Strong understanding of distributed systems and cloud-native architectures.
Proficiency in one or more programming languages (e.g., Python, Go, Java, C#).
Experience with CI/CD pipelines and infrastructure as code (e.g., Terraform, Ansible, Azure DevOps).
Familiarity with observability tools (e.g., Prometheus, Grafana, ELK, Datadog).
Ability to perform root cause analysis and drive incident resolution.
Experience with container orchestration (e.g., Kubernetes).
Knowledge of SLIs, SLOs, and error budgets.
Background in performance tuning, capacity planning, and high-availability systems.
Comfort working in cross-functional teams and communicating technical concepts clearly.

Responsibilities

Review system health dashboards and overnight alerts to identify anomalies or trends.
Participate in daily stand-ups with development and infrastructure teams to align on priorities.
Investigate and resolve production incidents, performing root cause analysis and documenting findings.
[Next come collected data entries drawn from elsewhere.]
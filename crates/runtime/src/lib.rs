//! Toolchat runtime: a tool-augmented conversation loop.
//!
//! This crate drives a conversation between a user, a text-generation
//! backend, and a catalog of tools served by an MCP tool host. Each turn the
//! backend's output is either taken as the answer or, when it contains a
//! `TOOL_CALL:` directive, used to invoke a tool whose result is folded back
//! into a second generation.
//!
//! # Overview
//!
//! - **ToolHost**: the tool catalog client; [`McpToolHost`] spawns the host
//!   process and holds one session for the process lifetime.
//! - **Backend**: a stateless prompt-to-text adapter; [`OllamaBackend`] talks
//!   to an Ollama-compatible `/api/generate` endpoint.
//! - **DirectiveSet**: the directive grammar and the tools it may name.
//! - **History**: append-only turns with a windowed view for prompts.
//! - **Session**: the per-turn orchestration; [`console::run`] wraps it in a
//!   line-oriented loop.
//!
//! # Example
//!
//! ```ignore
//! use runtime::{McpToolHost, ModelEndpoint, OllamaBackend, Session, ToolHost};
//!
//! # async fn example() -> runtime::Result<()> {
//! let mut tools = McpToolHost::spawn("python", ["server.py"]).await?;
//! tools.bootstrap().await?;
//!
//! let backend =
//!     OllamaBackend::builder(ModelEndpoint::new("llama3.2", "http://localhost:11434")).build();
//! let mut session = Session::new(backend, tools);
//! let reply = session.chat("Tell me about Marie Curie").await;
//! println!("{}", reply.text());
//! # Ok(())
//! # }
//! ```

pub mod console;
pub mod directive;
mod error;
pub mod gateway;
pub mod history;
pub mod prompt;
mod session;
pub mod tools;

#[cfg(test)]
mod testing;

pub use directive::{DirectiveParseError, DirectiveSet, DirectiveTool, ToolDirective};
pub use error::{Error, Result};
pub use gateway::{Backend, GatewayError, ModelEndpoint, OllamaBackend};
pub use history::{History, Role, Turn};
pub use session::{Reply, Session, ToolExchange};
pub use tools::{
    McpToolHost, ToolArguments, ToolDescriptor, ToolError, ToolHost, ToolInvocationResult,
};
//! Tool host trait.

use crate::tools::{ToolArguments, ToolDescriptor, ToolError};
use std::future::Future;

/// Trait for tool catalog clients.
///
/// Implementations own one session with a tool host for their whole
/// lifetime. This is the boundary between the conversation loop and side
/// effects.
pub trait ToolHost: Send + Sync {
    /// Fetch the catalog from the host and cache it.
    ///
    /// Calling this again against an unchanged host yields the same catalog.
    fn bootstrap(&mut self)
    -> impl Future<Output = Result<Vec<ToolDescriptor>, ToolError>> + Send;

    /// The catalog fetched by the last bootstrap.
    fn catalog(&self) -> &[ToolDescriptor];

    /// Invoke a tool and return its text output.
    fn invoke(
        &self,
        name: &str,
        arguments: &ToolArguments,
    ) -> impl Future<Output = Result<String, ToolError>> + Send;

    /// Whether the catalog advertises a tool with this name.
    fn has_tool(&self, name: &str) -> bool {
        self.catalog().iter().any(|tool| tool.name == name)
    }
}
//! The two daily push pipelines: fetch → analyze → persist → deliver.
//!
//! Both the scheduler executor and the manual `/mm`-`/m50` handlers call
//! into these, always under the job's exclusion guard.

use anyhow::Context;
use chrono::Utc;
use tracing::warn;

use pulsebot_ai::{Analysis, prompts, rules};
use pulsebot_report::{CATEGORY_MARKET_MONITOR, CATEGORY_MOMENTUM, markdown, store, telegram};

use crate::Bot;

impl Bot {
    /// Market Monitor push. Errors returned here are fetch or delivery
    /// failures; an AI outage degrades to the rule-based analysis.
    pub async fn push_market_monitor(&self) -> anyhow::Result<()> {
        let data = self.market.fetch().await.context("market monitor fetch")?;
        let latest = data.latest().context("market monitor returned no rows")?;

        let analysis = match self.router.analyze(&prompts::market_breadth(latest)).await {
            Analysis::Text(text) => text,
            Analysis::Unavailable { detail } => {
                warn!("AI unavailable ({detail}), using rule-based analysis");
                rules::market_breadth(latest)
            }
        };

        let now = Utc::now().with_timezone(&self.config.timezone).naive_local();
        let date = now.format("%Y-%m-%d").to_string();

        let doc = markdown::market_monitor(&data, &analysis, now);
        if let Err(e) =
            store::write_artifact(&self.config.data_dir, CATEGORY_MARKET_MONITOR, &date, &doc)
        {
            warn!("market monitor report generated but not saved: {e}");
        }

        let message = telegram::market_monitor(&data, &analysis, &date);
        self.api
            .send_markdown(self.config.chat_id, &message)
            .await
            .context("market monitor delivery")?;
        Ok(())
    }

    /// Momentum 50 push. Ticker blurbs are best-effort; the push goes
    /// out without them when the AI is down.
    pub async fn push_momentum(&self) -> anyhow::Result<()> {
        let board = self.momentum.fetch().await.context("momentum 50 fetch")?;

        let descriptions = if board.new_entries.is_empty() {
            Default::default()
        } else {
            let prompt = prompts::ticker_descriptions(&board.new_entries);
            match self.router.analyze(&prompt).await {
                Analysis::Text(reply) => prompts::parse_descriptions(&reply, &board.new_entries),
                Analysis::Unavailable { .. } => Default::default(),
            }
        };

        let analysis = match self.router.analyze(&prompts::momentum(&board)).await {
            Analysis::Text(text) => text,
            Analysis::Unavailable { detail } => {
                warn!("AI unavailable ({detail}), using rule-based analysis");
                rules::momentum(&board)
            }
        };

        let now = Utc::now().with_timezone(&self.config.timezone).naive_local();
        let date = now.format("%Y-%m-%d").to_string();

        let doc = markdown::momentum(&board, &analysis, &descriptions, now);
        if let Err(e) =
            store::write_artifact(&self.config.data_dir, CATEGORY_MOMENTUM, &date, &doc)
        {
            warn!("momentum report generated but not saved: {e}");
        }

        let message = telegram::momentum(&board, &analysis, &date);
        self.api
            .send_markdown(self.config.chat_id, &message)
            .await
            .context("momentum delivery")?;
        Ok(())
    }

    /// Run one job by id under its exclusion guard, waiting for any
    /// in-flight manual trigger to finish first. Failures are logged and
    /// reported to the chat; the job is not retried until the next
    /// calendar day.
    pub async fn execute_job(&self, id: &str) {
        let Some(guard) = self.guards.get(id) else {
            warn!(job_id = id, "no guard registered for job");
            return;
        };
        let _held = guard.lock().await;

        let result = match id {
            pulsebot_types::JOB_MARKET_MONITOR => self.push_market_monitor().await,
            pulsebot_types::JOB_MOMENTUM => self.push_momentum().await,
            other => {
                warn!(job_id = other, "unknown job id");
                return;
            }
        };

        if let Err(e) = result {
            warn!(job_id = id, "scheduled job failed: {e:#}");
            let note = format!("❌ scheduled job `{id}` failed: {e}");
            if let Err(send_err) = self.api.send_markdown(self.config.chat_id, &note).await {
                warn!("could not report job failure to chat: {send_err}");
            }
        }
    }
}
Collaborate with developers to improve CI/CD pipelines and reduce deployment risks.
Write automation scripts to eliminate manual operational tasks and improve system reliability.
Define and refine service-level indicators (SLIs), objectives (SLOs), and error budgets.
Conduct reliability reviews for upcoming releases or infrastructure changes.
Lead or contribute to post-incident reviews and share learnings across teams.
Update internal documentation and plan reliability-focused improvements for upcoming sprints.